ERC withdraws as a supporter of cOAlition S
The ERC Scientific Council has decided to withdraw as a supporter of cOAlition S, mainly due to concerns about the needs of young researchers and equity among countries and research communities.
cOAlition S' rebuttal indicates that they remain firm in refusing to support hybrid journals that do not commit to transformative agreements.
Making the most of COVID-19 preprints
Europe PMC is indexing COVID-19 related preprints and underlying data to help researchers discover, access and mine potentially lives-saving research.
Apollo's 2000th dataset
Cambridge researchers continue to share their data through our repository, Apollo. This month we received the 2000th dataset, supporting “Impact of health warning labels on snack selection: an online experimental study”. That data came from a Wellcome Trust funded collaboration between the University of Cambridge and the University of Bristol and it is a shining example of reproducible research in action (preregistration, sharing of consent forms, code, protocols, data and more). Overall, Apollo datasets have been downloaded over 58 000 times in the first half of 2020.
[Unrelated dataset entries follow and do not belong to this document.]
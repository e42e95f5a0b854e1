/*!
# Validation session
Owns all of the per-file state of a validation run (header schema, sort state, duplicate filter) and drives the single pass over the input.
Lines are processed strictly in order; each line produces zero or more findings that are handed to the report aggregator as soon as the line is done.
*/

use anyhow::Context;
use derive_builder::Builder;
use log::{debug, info};
use serde::Serialize;
use std::io::{BufRead, Write};

use crate::data_types::aggregate_result::AggregateResult;
use crate::data_types::finding::{Finding, Severity};
use crate::data_types::header_schema::HeaderSchema;
use crate::data_types::variant_key::VariantKey;
use crate::parsing::dbsnp_lookup::IdLookup;
use crate::parsing::header_builder::HeaderSchemaBuilder;
use crate::parsing::input::RawLineReader;
use crate::parsing::line_classifier::{classify_line, strip_line_ending, LineClass};
use crate::parsing::reference_lookup::ReferenceLookup;
use crate::rules::allele_consistency::check_allele_consistency;
use crate::rules::duplicate_detector::{DuplicateDetector, DuplicateDetectorError, DEFAULT_BLOOM_SIZE_MB};
use crate::rules::field_rules::FieldRules;
use crate::rules::sort_order::{ChromOrder, SortOrderChecker};
use crate::rules::strictness::StrictnessPolicy;
use crate::writers::report_aggregator::ReportAggregator;

/// Structural problems that stop the scan
#[derive(thiserror::Error, Debug)]
pub enum ValidationError {
    #[error("no #CHROM line found in file")]
    MissingChromHeader,
    #[error("data line encountered before #CHROM at line {line_number}")]
    DataBeforeHeader { line_number: usize },
    #[error("#CHROM line at {line_number} has {columns} columns, fewer than the 8 required")]
    MalformedChromHeader { line_number: usize, columns: usize },
    #[error("failed to read input stream: {0}")]
    Io(#[from] std::io::Error)
}

/// The options a validation run is configured with
#[derive(Builder, Clone, Copy, Debug, Serialize)]
#[builder(default)]
pub struct ValidatorConfig {
    /// if true, every warning counts as an error and column/sub-field counts must match exactly
    strict: bool,
    /// if true, possible duplicate records are reported
    report_duplicates: bool,
    /// if true, the duplicate detector is never built, even when reporting is requested
    skip_duplicate_check: bool,
    /// memory budget for the duplicate detector in MB
    bloom_size_mb: usize,
    /// the order records are expected to be sorted in
    chrom_order: ChromOrder,
    /// if true, sort order is not checked
    skip_sort_check: bool,
    /// if true, INFO AN/AC are not cross-checked
    skip_an_ac_check: bool,
    /// if true, a file without any data lines is valid
    allow_empty: bool
}

impl Default for ValidatorConfig {
    fn default() -> Self {
        Self {
            strict: false,
            report_duplicates: false,
            skip_duplicate_check: false,
            bloom_size_mb: DEFAULT_BLOOM_SIZE_MB,
            chrom_order: ChromOrder::default(),
            skip_sort_check: false,
            skip_an_ac_check: false,
            allow_empty: false
        }
    }
}

impl ValidatorConfig {
    /// True if the duplicate detector should be built
    pub fn duplicate_check_enabled(&self) -> bool {
        self.report_duplicates && !self.skip_duplicate_check
    }

    // getters
    pub fn strict(&self) -> bool {
        self.strict
    }

    pub fn report_duplicates(&self) -> bool {
        self.report_duplicates
    }

    pub fn skip_duplicate_check(&self) -> bool {
        self.skip_duplicate_check
    }

    pub fn bloom_size_mb(&self) -> usize {
        self.bloom_size_mb
    }

    pub fn chrom_order(&self) -> ChromOrder {
        self.chrom_order
    }

    pub fn skip_sort_check(&self) -> bool {
        self.skip_sort_check
    }

    pub fn skip_an_ac_check(&self) -> bool {
        self.skip_an_ac_check
    }

    pub fn allow_empty(&self) -> bool {
        self.allow_empty
    }
}

/// What a single line produced
#[derive(Debug, Default)]
pub struct LineOutcome {
    /// Findings in the order the rules produced them
    pub findings: Vec<Finding>,
    /// Set if the duplicate detector has possibly seen this record before
    pub duplicate: Option<VariantKey>,
    /// True for data lines
    pub is_record: bool
}

impl LineOutcome {
    fn from_finding(finding: Finding) -> Self {
        Self {
            findings: vec![finding],
            ..Default::default()
        }
    }
}

/// All state for validating one file
pub struct ValidationSession {
    /// Active configuration
    config: ValidatorConfig,
    /// Strictness derived from the configuration
    policy: StrictnessPolicy,
    /// Collects declarations until the #CHROM line
    schema_builder: HeaderSchemaBuilder,
    /// Set once the #CHROM line has been seen
    schema: Option<HeaderSchema>,
    /// None when sort checking is disabled
    sort_checker: Option<SortOrderChecker>,
    /// None when duplicate reporting is disabled
    duplicate_detector: Option<DuplicateDetector>,
    /// Optional REF lookup
    reference: Option<Box<dyn ReferenceLookup>>,
    /// Optional ID lookup
    known_ids: Option<Box<dyn IdLookup>>
}

impl ValidationSession {
    /// Creates a session for one file.
    /// # Arguments
    /// * `config` - the run configuration
    /// # Errors
    /// * if the duplicate detector is enabled and its memory budget is invalid
    pub fn new(config: ValidatorConfig) -> Result<Self, DuplicateDetectorError> {
        let duplicate_detector = if config.duplicate_check_enabled() {
            Some(DuplicateDetector::new(config.bloom_size_mb())?)
        } else {
            None
        };
        let sort_checker = if config.skip_sort_check() {
            None
        } else {
            Some(SortOrderChecker::new(config.chrom_order()))
        };
        debug!("Session config: {config:?}");

        Ok(Self {
            config,
            policy: StrictnessPolicy::new(config.strict()),
            schema_builder: HeaderSchemaBuilder::default(),
            schema: None,
            sort_checker,
            duplicate_detector,
            reference: None,
            known_ids: None
        })
    }

    /// Adds a reference genome used to verify REF alleles
    pub fn with_reference(mut self, reference: Box<dyn ReferenceLookup>) -> Self {
        self.reference = Some(reference);
        self
    }

    /// Adds a set of known IDs used to verify the ID column
    pub fn with_known_ids(mut self, known_ids: Box<dyn IdLookup>) -> Self {
        self.known_ids = Some(known_ids);
        self
    }

    /// Processes one raw line (terminator included).
    /// # Arguments
    /// * `line_number` - 1-based line number
    /// * `raw` - the raw bytes of the line
    /// # Errors
    /// * if the line is a fatal structural problem (data before #CHROM, unusable #CHROM line)
    pub fn process_line(&mut self, line_number: usize, raw: &[u8]) -> Result<LineOutcome, ValidationError> {
        let raw = strip_line_ending(raw);
        let (line, is_utf8) = match std::str::from_utf8(raw) {
            Ok(l) => (std::borrow::Cow::Borrowed(l), true),
            Err(_) => (String::from_utf8_lossy(raw), false)
        };

        let line_class = classify_line(&line);
        if line_class == LineClass::Data && self.schema.is_none() {
            return Err(ValidationError::DataBeforeHeader { line_number });
        }
        if !is_utf8 {
            let mut outcome = LineOutcome::from_finding(Finding::error(line_number, "line is not valid UTF-8".to_string()));
            outcome.is_record = line_class == LineClass::Data;
            return Ok(outcome);
        }

        match line_class {
            LineClass::Blank => Ok(LineOutcome::default()),
            LineClass::Meta => {
                if self.schema.is_some() {
                    Ok(LineOutcome::from_finding(Finding::error(line_number, "meta-information line after #CHROM header".to_string())))
                } else {
                    Ok(LineOutcome {
                        findings: self.schema_builder.add_meta_line(line_number, &line),
                        ..Default::default()
                    })
                }
            },
            LineClass::ChromHeader => {
                if self.schema.is_some() {
                    return Ok(LineOutcome::from_finding(Finding::error(line_number, "duplicate #CHROM header line".to_string())));
                }
                let builder = std::mem::take(&mut self.schema_builder);
                let (schema, findings) = builder.build(line_number, &line)?;
                info!("Header schema: {} INFO keys, {} FORMAT keys, {} samples",
                    schema.info().len(), schema.format().len(), schema.sample_count());
                self.schema = Some(schema);
                Ok(LineOutcome {
                    findings,
                    ..Default::default()
                })
            },
            LineClass::UnknownHeader => {
                Ok(LineOutcome::from_finding(Finding::error(line_number, "unrecognized header line".to_string())))
            },
            LineClass::Data => Ok(self.process_record(line_number, &line))
        }
    }

    /// Runs the record rules plus the cross-line checks on a data line
    fn process_record(&mut self, line_number: usize, line: &str) -> LineOutcome {
        let mut outcome = LineOutcome {
            is_record: true,
            ..Default::default()
        };
        let Some(schema) = self.schema.as_ref() else {
            return outcome;
        };

        let rules = FieldRules::new(schema, self.policy, self.reference.as_deref(), self.known_ids.as_deref());
        let mut report = rules.check_line(line_number, line);
        outcome.findings = std::mem::take(&mut report.findings);
        let Some(fields) = report.fields.as_ref() else {
            // too few columns, nothing else to check
            return outcome;
        };

        if !self.config.skip_an_ac_check() {
            outcome.findings.extend(check_allele_consistency(line_number, fields, report.tally.as_ref()));
        }

        if let Some((chrom, pos)) = report.sort_key() {
            if let Some(checker) = self.sort_checker.as_mut() {
                if let Some((previous_chrom, previous_pos)) = checker.observe_violation(chrom, pos) {
                    outcome.findings.push(Finding::warning(line_number,
                        format!("unsorted input: {chrom}:{pos} comes after {previous_chrom}:{previous_pos}")
                    ));
                }
            }

            if let Some(detector) = self.duplicate_detector.as_mut() {
                let key = VariantKey::new(chrom, pos, fields.reference(), &fields.alt_alleles());
                if detector.check_and_insert(&key) {
                    outcome.duplicate = Some(key);
                }
            }
        }
        outcome
    }

    /// End-of-stream checks.
    /// # Arguments
    /// * `record_lines` - number of data lines seen
    /// # Errors
    /// * if the #CHROM line never appeared
    pub fn finish(&self, record_lines: u64) -> Result<Vec<Finding>, ValidationError> {
        if self.schema.is_none() {
            return Err(ValidationError::MissingChromHeader);
        }
        if let Some(detector) = self.duplicate_detector.as_ref() {
            debug!("Duplicate detector saw {} records, expected false positive rate {:.2e}",
                detector.inserted(), detector.expected_false_positive_rate(detector.inserted()));
        }
        if record_lines == 0 && !self.config.allow_empty() {
            Ok(vec![Finding::file_level(Severity::Error, "no variant records found".to_string())])
        } else {
            Ok(vec![])
        }
    }

    /// Validates a whole stream in one pass.
    /// Every raw line is echoed to `passthrough` (if provided) before it is checked, so the output is an exact copy of what was read.
    /// A fatal structural error stops the scan; it is reported and the run is finished normally.
    /// # Arguments
    /// * `reader` - the (already decompressed) input
    /// * `passthrough` - optional copy of the input bytes
    /// * `aggregator` - receives all findings and the summary
    /// # Errors
    /// * if the pass-through output, diagnostics, or findings table cannot be written
    pub fn run<R: BufRead, P: Write, W: Write>(
        &mut self, reader: R, mut passthrough: Option<P>, aggregator: &mut ReportAggregator<W>
    ) -> anyhow::Result<AggregateResult> {
        let mut line_reader = RawLineReader::new(reader);
        let mut fatal: Option<ValidationError> = None;
        loop {
            let (line_number, raw) = match line_reader.next_line() {
                Ok(Some(line)) => line,
                Ok(None) => break,
                Err(e) => {
                    fatal = Some(ValidationError::Io(e));
                    break;
                }
            };

            if let Some(output) = passthrough.as_mut() {
                output.write_all(raw)
                    .context("Error while writing pass-through output:")?;
            }
            aggregator.count_line();

            match self.process_line(line_number, raw) {
                Ok(outcome) => {
                    if outcome.is_record {
                        aggregator.count_record();
                    }
                    aggregator.report_all(&outcome.findings)?;
                    if let Some(key) = outcome.duplicate.as_ref() {
                        aggregator.report_duplicate(line_number, key)?;
                    }
                },
                Err(e) => {
                    fatal = Some(e);
                    break;
                }
            }
        }

        if let Some(output) = passthrough.as_mut() {
            output.flush()
                .context("Error while flushing pass-through output:")?;
        }

        match fatal {
            Some(e) => {
                aggregator.report_fatal(&e)?;
            },
            None => {
                match self.finish(aggregator.result().record_lines) {
                    Ok(findings) => aggregator.report_all(&findings)?,
                    Err(e) => aggregator.report_fatal(&e)?
                }
            }
        }
        aggregator.finish()
    }

    // getters
    pub fn config(&self) -> &ValidatorConfig {
        &self.config
    }

    pub fn schema(&self) -> Option<&HeaderSchema> {
        self.schema.as_ref()
    }
}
Government paper calling for more open research
The Department for Business, Energy and Industrial Strategy policy paper, 'UK Research and Development Roadmap' explicitly addresses the potential of open research practices in its call to revitalise our whole system of science, research and innovation. Aiming to minimise bureaucracy in the public funding system, the roadmap looks to 'mandate open publication and strongly incentivise open data sharing where appropriate'. It also aims to ensure that 'more modern research outputs are recognised and rewarded.' The paper calls for us to be honest about where we need to improve, such as where the “focus on publishing results in ‘top’ journals may be narrowing the research process.
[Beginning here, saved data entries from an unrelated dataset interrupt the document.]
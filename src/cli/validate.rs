
use anyhow::ensure;
use clap::Args;
use log::info;
use serde::Serialize;
use std::path::PathBuf;

use crate::cli::core::{check_optional_filename, AFTER_HELP, FULL_VERSION};
use crate::rules::duplicate_detector::DEFAULT_BLOOM_SIZE_MB;
use crate::rules::sort_order::ChromOrder;
use crate::validation_session::{ValidatorConfig, ValidatorConfigBuilder};

#[derive(Args, Clone, Default, Serialize)]
#[clap(author, about,
    after_help = &**AFTER_HELP
)]
pub struct ValidateSettings {
    #[clap(default_value = "")]
    #[clap(hide = true)]
    anteater_version: String,

    /// Input variant call file (VCF, optionally gzip/BGZF) [default: stdin]
    #[clap(value_name = "VCF")]
    #[clap(help_heading = Some("Input/Output"))]
    pub input_filename: Option<PathBuf>,

    /// Reference FASTA file, enables the CHROM and REF checks
    #[clap(short = 'r')]
    #[clap(long = "reference")]
    #[clap(value_name = "FASTA")]
    #[clap(help_heading = Some("Input/Output"))]
    pub reference_fn: Option<PathBuf>,

    /// dbSNP VCF file, enables the ID check
    #[clap(long = "dbsnp")]
    #[clap(value_name = "VCF")]
    #[clap(help_heading = Some("Input/Output"))]
    pub dbsnp_fn: Option<PathBuf>,

    /// Output table of every finding (CSV/TSV)
    #[clap(long = "findings")]
    #[clap(value_name = "TSV")]
    #[clap(help_heading = Some("Input/Output"))]
    pub findings_filename: Option<PathBuf>,

    /// Output summary of the run (JSON, gzipped if it ends in .gz)
    #[clap(long = "summary-json")]
    #[clap(value_name = "JSON")]
    #[clap(help_heading = Some("Input/Output"))]
    pub summary_filename: Option<PathBuf>,

    /// Disables echoing the input to stdout
    #[clap(long = "no-passthrough")]
    #[clap(help_heading = Some("Input/Output"))]
    pub no_passthrough: bool,

    /// Treats every warning as an error and requires exact column counts
    #[clap(short = 's')]
    #[clap(long = "strict")]
    #[clap(help_heading = Some("Validation"))]
    pub strict: bool,

    /// Disables the INFO AN/AC consistency checks
    #[clap(long = "no-an-ac-check")]
    #[clap(help_heading = Some("Validation"))]
    pub skip_an_ac_check: bool,

    /// Treats a file without any records as valid
    #[clap(long = "allow-empty")]
    #[clap(help_heading = Some("Validation"))]
    pub allow_empty: bool,

    /// Expected ordering of the records
    #[clap(long = "chrom-order")]
    #[clap(value_name = "ORDER")]
    #[clap(help_heading = Some("Sort order"))]
    #[clap(default_value = "lexicographic")]
    pub chrom_order: ChromOrder,

    /// Shorthand for --chrom-order natural (chr2 sorts before chr10)
    #[clap(long = "natural-chr")]
    #[clap(help_heading = Some("Sort order"))]
    pub natural_chr: bool,

    /// Disables the sort order check
    #[clap(long = "no-sort-check")]
    #[clap(help_heading = Some("Sort order"))]
    pub skip_sort_check: bool,

    /// Reports records that possibly repeat an earlier variant
    #[clap(short = 'd')]
    #[clap(long = "report-dups")]
    #[clap(help_heading = Some("Duplicates"))]
    pub report_duplicates: bool,

    /// Never builds the duplicate detector, even with --report-dups
    #[clap(long = "no-dup-check")]
    #[clap(help_heading = Some("Duplicates"))]
    pub skip_duplicate_check: bool,

    /// Memory budget for the duplicate detector (MB)
    #[clap(long = "bloom-size-mb")]
    #[clap(value_name = "MB")]
    #[clap(help_heading = Some("Duplicates"))]
    #[clap(default_value_t = DEFAULT_BLOOM_SIZE_MB)]
    pub bloom_size_mb: usize,

    /// Enable verbose output.
    #[clap(short = 'v')]
    #[clap(long = "verbose")]
    #[clap(action = clap::ArgAction::Count)]
    pub verbosity: u8
}

impl ValidateSettings {
    /// Builds the validator configuration from already checked settings
    pub fn validator_config(&self) -> anyhow::Result<ValidatorConfig> {
        let config = ValidatorConfigBuilder::default()
            .strict(self.strict)
            .report_duplicates(self.report_duplicates)
            .skip_duplicate_check(self.skip_duplicate_check)
            .bloom_size_mb(self.bloom_size_mb)
            .chrom_order(self.chrom_order)
            .skip_sort_check(self.skip_sort_check)
            .skip_an_ac_check(self.skip_an_ac_check)
            .allow_empty(self.allow_empty)
            .build()?;
        Ok(config)
    }
}

fn enabled_label(enabled: bool) -> &'static str {
    if enabled { "ENABLED" } else { "DISABLED" }
}

pub fn check_validate_settings(mut settings: ValidateSettings) -> anyhow::Result<ValidateSettings> {
    // hard code the version in
    settings.anteater_version = FULL_VERSION.clone();
    info!("Anteater version: {:?}", &settings.anteater_version);
    info!("Sub-command: validate");
    info!("Inputs:");

    // check for all the input files
    check_optional_filename(settings.input_filename.as_deref(), "Input VCF")?;
    match settings.input_filename.as_deref() {
        Some(input_fn) => info!("\tInput VCF: {input_fn:?}"),
        None => info!("\tInput VCF: stdin")
    };
    check_optional_filename(settings.reference_fn.as_deref(), "Reference FASTA")?;
    info!("\tReference: {:?}", &settings.reference_fn);
    check_optional_filename(settings.dbsnp_fn.as_deref(), "dbSNP VCF")?;
    info!("\tdbSNP: {:?}", &settings.dbsnp_fn);

    // outputs
    info!("Outputs:");
    info!("\tPass-through: {}", enabled_label(!settings.no_passthrough));
    info!("\tFindings table: {:?}", &settings.findings_filename);
    info!("\tSummary JSON: {:?}", &settings.summary_filename);

    info!("Validation parameters:");
    info!("\tStrict mode: {}", enabled_label(settings.strict));
    info!("\tAN/AC check: {}", enabled_label(!settings.skip_an_ac_check));
    info!("\tAllow empty: {}", enabled_label(settings.allow_empty));

    info!("Sort order parameters:");
    if settings.natural_chr {
        settings.chrom_order = ChromOrder::Natural;
    }
    info!("\tSort check: {}", enabled_label(!settings.skip_sort_check));
    info!("\tChromosome order: {}", settings.chrom_order);

    info!("Duplicate parameters:");
    ensure!(settings.bloom_size_mb > 0, "--bloom-size-mb must be >0");
    if settings.report_duplicates && settings.skip_duplicate_check {
        info!("\tDuplicate check: DISABLED (--no-dup-check overrides --report-dups)");
    } else {
        info!("\tDuplicate check: {}", enabled_label(settings.report_duplicates));
    }
    info!("\tBloom filter size: {} MB", settings.bloom_size_mb);

    Ok(settings)
}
Academics call for better access to health data
Almost 400 academics from across the UK - including one of our Data Champions - signed an open letter calling for improved access to health and other administrative data for research. The authors of the letter, published in the British Medical Journal this month, made several recommendations for how this could be done, citing lessons learnt during the Covid-19 pandemic. ADR UK (Administrative Data Research UK) responded to the letter with a message of solidarity.
Leiden rankings released
The Leiden Rankings were released this month, giving us some of the best Open Access monitoring across countries. The most recent dataset only covers 2015-2018, but we can clearly see just how common Open Access is in the UK compared to the rest of the world.
Jisc survey on persistent identifiers
Jisc launched a survey about institutions' awareness, use, and experience of PIDs, and their thoughts about whether and how they could be adopted more widely in the UK.
The findings of the survey will help inform work being carried out by Jisc to support the UK’s compliance with Plan S, specifically in terms of the use of persistent identifiers (PIDs) in the research ecosystem.
PLOS survey on Open Research challenges
PLOS have launched a survey for support staff at institutions (including librarians and research data managers), and representatives of funding agencies to find out about problems that funders and institutions may have in understanding researchers’ open research practices, and to understand how well existing solutions help solve these problems.